DON BAUM: But when I got this grant, which was very thrilling because it sort of freed me for the first time to really do some things that I have long wanted to do. It was very nonspecific in terms of what I could do, and one of the things which I asked, thought about doing, was traveling. And at that point, when I applied for the grant, I wanted to go over to the Scandinavian countries, I don’t know why. But as time went on, I got more and more interested in the idea of going to Asia. And that’s really what decided it. I can honestly say it was a very significant experience. I don’t have any idea whether it will in any way change my work, or anything like that. I mean, I didn’t make any drawings. I took a lot of photographs, but they’re not really for that research purpose, I don’t think. But I always feel that every experience evokes eventually, and that it’ll have whatever potency it should have. But I felt very altered by Indonesia, partly because I’d never been in a culture which was non-Western before, and particularly where you encounter cultures which are religious cultures. I mean, you don’t encounter that in Europe. And suddenly, here was Sumatra and Suluwesi that are Moslem, and then Buddhism in Bali and Burma and. . . It was an absoultely fascinating kind of experience in that way for me, because I realized that people deal with their lives in such a different way than we do in the West, and their whole point of view about things was different. So it was real, it sort of turned me around a little bit in terms of my thinking. But, again, I don’t even know how this, if it ever does, will manifest itself in my art; it may or may not. I felt very good about being able to travel in the last year or so. And, you know, going to France has been important. You know, France is a place where I’ve been quite often in my life. I think it’s the fifth time that I was there, in March. I feel very comfortable there. In a certain way it has a quality to me that’s a little bit like Chicago. (laughs)

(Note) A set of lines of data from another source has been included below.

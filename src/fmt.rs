//! Internal logging facade.
//!
//! Dispatches to `defmt` or `log` depending on the enabled cargo feature.
//! With neither feature the macros compile to nothing, so the core stays
//! silent and dependency-free by default.

#![macro_use]
#![allow(unused_macros)]

#[cfg(all(feature = "defmt", feature = "log"))]
compile_error!("the `defmt` and `log` features are mutually exclusive");

macro_rules! trace {
    ($s:literal $(, $x:expr)* $(,)?) => {{
        #[cfg(feature = "defmt")]
        ::defmt::trace!($s $(, $x)*);
        #[cfg(feature = "log")]
        ::log::trace!($s $(, $x)*);
        #[cfg(not(any(feature = "defmt", feature = "log")))]
        let _ = ($( & $x ),*);
    }};
}

macro_rules! debug {
    ($s:literal $(, $x:expr)* $(,)?) => {{
        #[cfg(feature = "defmt")]
        ::defmt::debug!($s $(, $x)*);
        #[cfg(feature = "log")]
        ::log::debug!($s $(, $x)*);
        #[cfg(not(any(feature = "defmt", feature = "log")))]
        let _ = ($( & $x ),*);
    }};
}

macro_rules! info {
    ($s:literal $(, $x:expr)* $(,)?) => {{
        #[cfg(feature = "defmt")]
        ::defmt::info!($s $(, $x)*);
        #[cfg(feature = "log")]
        ::log::info!($s $(, $x)*);
        #[cfg(not(any(feature = "defmt", feature = "log")))]
        let _ = ($( & $x ),*);
    }};
}

macro_rules! warn {
    ($s:literal $(, $x:expr)* $(,)?) => {{
        #[cfg(feature = "defmt")]
        ::defmt::warn!($s $(, $x)*);
        #[cfg(feature = "log")]
        ::log::warn!($s $(, $x)*);
        #[cfg(not(any(feature = "defmt", feature = "log")))]
        let _ = ($( & $x ),*);
    }};
}

macro_rules! error {
    ($s:literal $(, $x:expr)* $(,)?) => {{
        #[cfg(feature = "defmt")]
        ::defmt::error!($s $(, $x)*);
        #[cfg(feature = "log")]
        ::log::error!($s $(, $x)*);
        #[cfg(not(any(feature = "defmt", feature = "log")))]
        let _ = ($( & $x ),*);
    }};
}
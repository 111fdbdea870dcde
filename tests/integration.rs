//! End-to-end tests for the hogp-host façade: a scripted transport drives
//! the host from scan to steady state and delivers keyboard notifications.

use hogp_host::config::{UUID_CCCD, UUID_HID_REPORT, UUID_HID_SERVICE, UUID_REPORT_REFERENCE};
use hogp_host::{
    GattTransport, HostError, HostEvent, HostHandler, Key, KeyboardHost, Keys, PeerAddress, Phase,
    TransportEvent,
};

const PEER: PeerAddress = PeerAddress {
    kind: 0,
    addr: [0x11, 0x22, 0x33, 0x44, 0x55, 0x66],
};
const CONN: u16 = 3;

/// HID service UUID + complete local name "Kbd".
const HID_ADV: &[u8] = &[0x03, 0x03, 0x12, 0x18, 0x04, 0x09, b'K', b'b', b'd'];

/// Transport that records issued commands and can reject CCCD writes.
#[derive(Default)]
struct ScriptedTransport {
    commands: Vec<String>,
    reject_writes: bool,
}

impl GattTransport for ScriptedTransport {
    type Error = &'static str;

    fn scan(&mut self, timeout_ms: u32, _interval: u32, _window: u32) -> Result<(), Self::Error> {
        self.commands.push(format!("scan {timeout_ms}"));
        Ok(())
    }

    fn stop_scan(&mut self) -> Result<(), Self::Error> {
        self.commands.push("stop_scan".into());
        Ok(())
    }

    fn connect(&mut self, peer: PeerAddress) -> Result<(), Self::Error> {
        self.commands.push(format!("connect {:02x}", peer.addr[0]));
        Ok(())
    }

    fn disconnect(&mut self, conn: u16) -> Result<(), Self::Error> {
        self.commands.push(format!("disconnect {conn}"));
        Ok(())
    }

    fn discover_services(&mut self, conn: u16, uuid16: u16) -> Result<(), Self::Error> {
        self.commands.push(format!("services {conn} {uuid16:04x}"));
        Ok(())
    }

    fn discover_characteristics(&mut self, conn: u16, start: u16, end: u16) -> Result<(), Self::Error> {
        self.commands.push(format!("chars {conn} {start}..{end}"));
        Ok(())
    }

    fn discover_descriptors(&mut self, conn: u16, start: u16, end: u16) -> Result<(), Self::Error> {
        self.commands.push(format!("descs {conn} {start}..{end}"));
        Ok(())
    }

    fn read(&mut self, conn: u16, handle: u16) -> Result<(), Self::Error> {
        self.commands.push(format!("read {conn} {handle}"));
        Ok(())
    }

    fn write(&mut self, conn: u16, handle: u16, data: &[u8], _request: bool) -> Result<(), Self::Error> {
        if self.reject_writes {
            return Err("write rejected");
        }
        self.commands.push(format!("write {conn} {handle} {data:02x?}"));
        Ok(())
    }
}

/// Collects decoded text and lifecycle events.
#[derive(Default)]
struct Collector {
    text: String,
    reports: usize,
    events: Vec<HostEvent>,
}

impl HostHandler for Collector {
    fn on_report(&mut self, keys: Keys) {
        self.reports += 1;
        for key in keys {
            match key {
                Key::Char(c) => self.text.push(c),
                Key::Unmapped(code) => {
                    self.text.push_str(&format!("[0x{code:02X}]"));
                }
            }
        }
    }

    fn on_event(&mut self, event: HostEvent) {
        self.events.push(event);
    }
}

/// Drive the host to `Active` with one input report characteristic
/// (value handle 12, CCCD 13, Report Reference 14 → id 1, type input).
fn bring_up(host: &mut KeyboardHost<ScriptedTransport>, handler: &mut Collector) {
    host.start_discovery(5_000).unwrap();
    let events = [
        TransportEvent::AdvReport { peer: PEER, adv_kind: 0x00, rssi: -60, payload: HID_ADV },
        TransportEvent::Connected { conn: CONN, peer: PEER },
        TransportEvent::ServiceRange { conn: CONN, start: 10, end: 30, uuid16: UUID_HID_SERVICE },
        TransportEvent::ServicesDone { conn: CONN },
        TransportEvent::Characteristic {
            conn: CONN,
            value_handle: 12,
            properties: 0x10,
            uuid16: UUID_HID_REPORT,
        },
        TransportEvent::CharacteristicsDone { conn: CONN },
        TransportEvent::Descriptor { conn: CONN, handle: 13, uuid16: UUID_CCCD },
        TransportEvent::Descriptor { conn: CONN, handle: 14, uuid16: UUID_REPORT_REFERENCE },
        TransportEvent::DescriptorsDone { conn: CONN },
        TransportEvent::ReadResult { conn: CONN, handle: 14, data: &[1, 1] },
    ];
    for event in events {
        host.handle_transport_event(event, handler);
    }
}

#[test]
fn scan_to_keystroke() {
    let mut host = KeyboardHost::new(ScriptedTransport::default());
    let mut handler = Collector::default();

    bring_up(&mut host, &mut handler);
    assert_eq!(host.phase(), Phase::Active);
    assert_eq!(
        handler.events,
        [
            HostEvent::DeviceFound(hogp_host::DeviceIdentity {
                peer: PEER,
                name: "Kbd".try_into().unwrap(),
            }),
            HostEvent::Connected,
            HostEvent::Ready { inputs: 1 },
        ]
    );

    // Shift + usage 0x04 decodes to 'A'.
    host.handle_transport_event(
        TransportEvent::Notify {
            conn: CONN,
            value_handle: 12,
            data: &[0x02, 0x00, 0x04, 0, 0, 0, 0, 0],
        },
        &mut handler,
    );
    assert_eq!(handler.text, "A");
    assert_eq!(handler.reports, 1);

    let commands = &host.transport_mut().commands;
    assert_eq!(
        commands.as_slice(),
        [
            "scan 5000",
            "stop_scan",
            "connect 11",
            "services 3 1812",
            "chars 3 10..30",
            "descs 3 13..17",
            "read 3 14",
            "write 3 13 [01, 00]",
        ]
    );
}

#[test]
fn typing_a_sentence_with_shift_and_specials() {
    let mut host = KeyboardHost::new(ScriptedTransport::default());
    let mut handler = Collector::default();
    bring_up(&mut host, &mut handler);

    // "Hi!" followed by F1 (unmapped), one report per keystroke with
    // release reports in between.
    let reports: &[[u8; 8]] = &[
        [0x02, 0, 0x0B, 0, 0, 0, 0, 0], // H
        [0x00, 0, 0x00, 0, 0, 0, 0, 0], // release
        [0x00, 0, 0x0C, 0, 0, 0, 0, 0], // i
        [0x00, 0, 0x00, 0, 0, 0, 0, 0],
        [0x20, 0, 0x1E, 0, 0, 0, 0, 0], // right shift + 1 = !
        [0x00, 0, 0x00, 0, 0, 0, 0, 0],
        [0x00, 0, 0x3A, 0, 0, 0, 0, 0], // F1
    ];
    for report in reports {
        host.handle_transport_event(
            TransportEvent::Notify { conn: CONN, value_handle: 12, data: report },
            &mut handler,
        );
    }
    assert_eq!(handler.text, "Hi![0x3A]");
    // Release reports are processed too, they just carry no keys.
    assert_eq!(handler.reports, 7);
}

#[test]
fn short_notification_is_silently_discarded() {
    let mut host = KeyboardHost::new(ScriptedTransport::default());
    let mut handler = Collector::default();
    bring_up(&mut host, &mut handler);

    host.handle_transport_event(
        TransportEvent::Notify { conn: CONN, value_handle: 12, data: &[0x02, 0x00, 0x04] },
        &mut handler,
    );
    assert_eq!(handler.reports, 0);
    assert!(handler.text.is_empty());
}

#[test]
fn rejected_subscribe_still_decodes_late_notify() {
    let mut transport = ScriptedTransport::default();
    transport.reject_writes = true;
    let mut host = KeyboardHost::new(transport);
    let mut handler = Collector::default();

    bring_up(&mut host, &mut handler);
    assert!(handler
        .events
        .contains(&HostEvent::SubscribeFailed { value_handle: 12 }));
    assert!(handler.events.contains(&HostEvent::Ready { inputs: 0 }));

    // The peripheral notifies anyway; the keystroke is not lost.
    host.handle_transport_event(
        TransportEvent::Notify {
            conn: CONN,
            value_handle: 12,
            data: &[0x00, 0x00, 0x04, 0, 0, 0, 0, 0],
        },
        &mut handler,
    );
    assert_eq!(handler.text, "a");
}

#[test]
fn second_discovery_while_busy_is_rejected() {
    let mut host = KeyboardHost::new(ScriptedTransport::default());
    let mut handler = Collector::default();

    host.start_discovery(5_000).unwrap();
    assert_eq!(host.start_discovery(5_000), Err(HostError::Busy));

    // After a timeout the host is free again.
    host.handle_transport_event(TransportEvent::ScanDone, &mut handler);
    assert_eq!(handler.events, [HostEvent::ScanTimeout]);
    assert!(host.start_discovery(5_000).is_ok());
}

#[test]
fn peripheral_without_hid_service_is_released() {
    let mut host = KeyboardHost::new(ScriptedTransport::default());
    let mut handler = Collector::default();

    host.start_discovery(5_000).unwrap();
    host.handle_transport_event(
        TransportEvent::AdvReport { peer: PEER, adv_kind: 0x00, rssi: -60, payload: HID_ADV },
        &mut handler,
    );
    host.handle_transport_event(TransportEvent::Connected { conn: CONN, peer: PEER }, &mut handler);
    host.handle_transport_event(TransportEvent::ServicesDone { conn: CONN }, &mut handler);

    assert_eq!(host.phase(), Phase::Idle);
    assert!(handler.events.contains(&HostEvent::ServiceNotFound));
    assert!(host
        .transport_mut()
        .commands
        .contains(&format!("disconnect {CONN}")));
}

#[test]
fn link_drop_resets_and_allows_rescan() {
    let mut host = KeyboardHost::new(ScriptedTransport::default());
    let mut handler = Collector::default();
    bring_up(&mut host, &mut handler);

    host.handle_transport_event(TransportEvent::Disconnected { conn: CONN }, &mut handler);
    assert_eq!(host.phase(), Phase::Idle);
    assert_eq!(handler.events.last(), Some(&HostEvent::Disconnected));

    // Notifications for the dead link are stale.
    host.handle_transport_event(
        TransportEvent::Notify {
            conn: CONN,
            value_handle: 12,
            data: &[0x00, 0x00, 0x04, 0, 0, 0, 0, 0],
        },
        &mut handler,
    );
    assert!(handler.text.is_empty());

    assert!(host.start_discovery(5_000).is_ok());
}

#[test]
fn user_disconnect_mid_discovery_is_obeyed() {
    let mut host = KeyboardHost::new(ScriptedTransport::default());
    let mut handler = Collector::default();

    host.start_discovery(5_000).unwrap();
    host.handle_transport_event(
        TransportEvent::AdvReport { peer: PEER, adv_kind: 0x00, rssi: -60, payload: HID_ADV },
        &mut handler,
    );
    host.handle_transport_event(TransportEvent::Connected { conn: CONN, peer: PEER }, &mut handler);
    assert_eq!(host.phase(), Phase::DiscoveringServices);

    host.disconnect().unwrap();
    assert_eq!(host.phase(), Phase::Idle);

    // Completions of the abandoned discovery are discarded.
    host.handle_transport_event(
        TransportEvent::ServiceRange { conn: CONN, start: 10, end: 30, uuid16: UUID_HID_SERVICE },
        &mut handler,
    );
    host.handle_transport_event(TransportEvent::ServicesDone { conn: CONN }, &mut handler);
    assert_eq!(host.phase(), Phase::Idle);
    assert!(!handler.events.contains(&HostEvent::ServiceNotFound));
}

SUE ANN KENDALL: That’s interesting. (laughs)
DON BAUM: I don’t know why I think that, but. . . There is something about it that I feel very comfortable there. And of course, there are always things to see, and right now, of course, there’s a great deal of attention being paid to the nineteenth century, and I’m very interested in that whole area, nineteenth century.
SUE ANN KENDALL: Nineteenth century what? American art?
DON BAUM: No, European art.
SUE ANN KENDALL: European art, then.
DON BAUM: French art and symbolist art. And unfortunately they had this big Vienna show at the Beaubourg, and I went four times, but I couldn’t get in without waiting for two hours, so I didn’t see it. I was sick about it, but I just couldn’t; I couldn’t stand in line for two hours. (chuckles)
SUE ANN KENDALL: Right. What are your plans coming up?
DON BAUM: I have none. I’m going to have the show in February. And I’m going to continue to work towards that, and I don’t know, just let it happen.
SUE ANN KENDALL: Organizing and curating and working. Terrific. Well, thank you very much.